Uno de los casos que se presenta es el de los propietarios que exigen a los inquilinos renegociar el contrato, incluso pese a que todavía está vigente el que las partes habían firmado.

Según contaron a iProfesional los especialistas consultados, los dueños de los inmuebles pretenden modificar los precios e indexarlos por la inflación. "Su idea es hacerlo en forma semestral, dependiendo de la cifra que haya arrojado el índice del costo de vida", explicaron desde una inmobiliaria.

Esta maniobra, claro está, no es legal a menos que cuente con el visto bueno del propio inquilino. La estrategia que utilizan quienes quieran imponerla, entonces, es "comunicar" a quien ocupa la vivienda que no renovará contrato a menos que no acepte esta condición.

Para evitar esto, otra estrategia que se ve cada vez más es dejar todo por escrito. La idea es que desde un primer momento quede establecido en el contrato que, en caso de que haya una diferencia de inflación o un precio del dólar mayor al estipulado, las partes se reunirán para hacer un ajuste. Esta variante también es ilegal.

Las diferencias entre cada provincia

Si bien la problemática respecto de los retoques que se imponen semestralmente en los alquileres es una realidad en muy buena parte del país, cada provincia tiene su particularidad.

- En Mendoza, algunos propietarios no andan con demasiadas vueltas. En lugar de negociar con los interesados cuál será el monto con el que se cargará el precio semestralmente, prefieren imponer precios en dólares, de modo de no perder contra la inflación. Esta modalidad no se ve todavía en la mayor parte de las inmobiliarias, aunque con el avance de la inflación comienza a tomar forma.

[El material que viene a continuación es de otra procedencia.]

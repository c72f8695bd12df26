use agrialert_store::Alert;
use async_trait::async_trait;
use dyn_clone::DynClone;

/// Delivery channel abstraction. Implementations may fail transiently;
/// the dispatcher owns retry and backoff.
#[async_trait]
pub trait Notifier: DynClone + Send + Sync {
    async fn send_email(&self, address: &str, alert: &Alert) -> anyhow::Result<()>;

    async fn send_sms(&self, number: &str, alert: &Alert) -> anyhow::Result<()>;

    async fn send_push(&self, user_id: &str, alert: &Alert) -> anyhow::Result<()>;

    async fn send_in_app(&self, user_id: &str, alert: &Alert) -> anyhow::Result<()>;
}

dyn_clone::clone_trait_object!(Notifier);
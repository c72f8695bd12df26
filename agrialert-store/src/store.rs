use chrono::{DateTime, Utc};

use crate::{
    alert::{Alert, AlertHistory, AlertSeverity, AlertType},
    criteria::SearchCriteria,
    engine::Engine,
    error::Result,
    subscription::AlertSubscription,
};

/// Facade over a boxed storage [`Engine`].
///
/// Cheap to clone; every clone talks to the same underlying engine.
#[derive(Clone)]
pub struct AlertStore {
    pub(crate) engine: Box<dyn Engine>,
}

impl AlertStore {
    pub fn new<E: Engine + 'static>(engine: E) -> Self {
        Self {
            engine: Box::new(engine),
        }
    }

    pub async fn save_alert(&self, alert: Alert) -> Result<Alert> {
        self.engine.save_alert(alert).await
    }

    pub async fn find_alert(&self, id: i64) -> Result<Option<Alert>> {
        self.engine.find_alert(id).await
    }

    pub async fn find_active(&self) -> Result<Vec<Alert>> {
        self.engine.find_active().await
    }

    pub async fn find_active_by_parcel(&self, parcel_id: i64) -> Result<Vec<Alert>> {
        self.engine.find_active_by_parcel(parcel_id).await
    }

    pub async fn find_active_by_type(&self, alert_type: AlertType) -> Result<Vec<Alert>> {
        self.engine.find_active_by_type(alert_type).await
    }

    pub async fn find_active_by_severity(&self, severity: AlertSeverity) -> Result<Vec<Alert>> {
        self.engine.find_active_by_severity(severity).await
    }

    pub async fn find_active_since(&self, since: DateTime<Utc>) -> Result<Vec<Alert>> {
        self.engine.find_active_since(since).await
    }

    pub async fn find_unacknowledged(&self) -> Result<Vec<Alert>> {
        self.engine.find_unacknowledged().await
    }

    pub async fn find_expired(&self, now: DateTime<Utc>) -> Result<Vec<Alert>> {
        self.engine.find_expired(now).await
    }

    pub async fn find_since(
        &self,
        parcel_id: Option<i64>,
        since: DateTime<Utc>,
    ) -> Result<Vec<Alert>> {
        self.engine.find_since(parcel_id, since).await
    }

    pub async fn search(&self, criteria: &SearchCriteria) -> Result<Vec<Alert>> {
        self.engine.search(criteria).await
    }

    pub async fn count_alerts(&self, parcel_id: Option<i64>) -> Result<i64> {
        self.engine.count_alerts(parcel_id).await
    }

    pub async fn count_active(&self, parcel_id: Option<i64>) -> Result<i64> {
        self.engine.count_active(parcel_id).await
    }

    pub async fn count_unacknowledged(&self, parcel_id: Option<i64>) -> Result<i64> {
        self.engine.count_unacknowledged(parcel_id).await
    }

    pub async fn append_history(&self, history: AlertHistory) -> Result<AlertHistory> {
        self.engine.append_history(history).await
    }

    pub async fn find_history(&self, alert_id: i64) -> Result<Vec<AlertHistory>> {
        self.engine.find_history(alert_id).await
    }

    pub async fn save_subscription(
        &self,
        subscription: AlertSubscription,
    ) -> Result<AlertSubscription> {
        self.engine.save_subscription(subscription).await
    }

    pub async fn find_subscription(&self, id: i64) -> Result<Option<AlertSubscription>> {
        self.engine.find_subscription(id).await
    }

    pub async fn find_subscriptions_by_user(
        &self,
        user_id: &str,
    ) -> Result<Vec<AlertSubscription>> {
        self.engine.find_subscriptions_by_user(user_id).await
    }

    pub async fn find_subscription_by_user_and_parcel(
        &self,
        user_id: &str,
        parcel_id: i64,
    ) -> Result<Option<AlertSubscription>> {
        self.engine
            .find_subscription_by_user_and_parcel(user_id, parcel_id)
            .await
    }

    pub async fn find_enabled_for_parcel(&self, parcel_id: i64) -> Result<Vec<AlertSubscription>> {
        self.engine.find_enabled_for_parcel(parcel_id).await
    }

    pub async fn find_all_enabled(&self) -> Result<Vec<AlertSubscription>> {
        self.engine.find_all_enabled().await
    }

    pub async fn count_enabled_subscriptions(&self) -> Result<i64> {
        self.engine.count_enabled_subscriptions().await
    }
}
#![forbid(unsafe_code)]

mod dispatcher;
mod error;
mod matcher;
mod notifier;
mod scheduler;
mod service;
mod stream;

pub use dispatcher::*;
pub use error::*;
pub use matcher::*;
pub use notifier::*;
pub use scheduler::*;
pub use service::*;
pub use stream::*;

pub use agrialert_store as store;
pub use agrialert_store::{
    Alert, AlertHistory, AlertSeverity, AlertStore, AlertSubscription, AlertType, HistoryAction,
    NotificationMethod, SearchCriteria,
};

- En Misiones los inquilinos denuncian que la situación se volvió bastante caótica, y que ya se perdió cualquier tipo de referencia. Adrián Torres, titular de la Asociación de Inquilinos de esa provincia, sostuvo que factores como la devaluación y la inflación proporcionaron todavía más incertidumbre al mercado. "Todo esto se presta para una especulación en el precio; para las renovación de contratos no hay un valor de referencia y eso hace que cada vez estén más caros", se quejó.

- En Corrientes, la Defensoría de los Vecinos salió a advertir sobre el fuerte crecimiento que se dio el último año en lo referido a denuncias y asesoramiento debido al incremento que se da en los alquileres. 

La inflación llegó, entre tantas otras cuestiones, para desarmar el negocio de los alquileres. Siempre presentó algunas particularidades, pero en la actualidad generó una serie de efectos adversos en todo el país.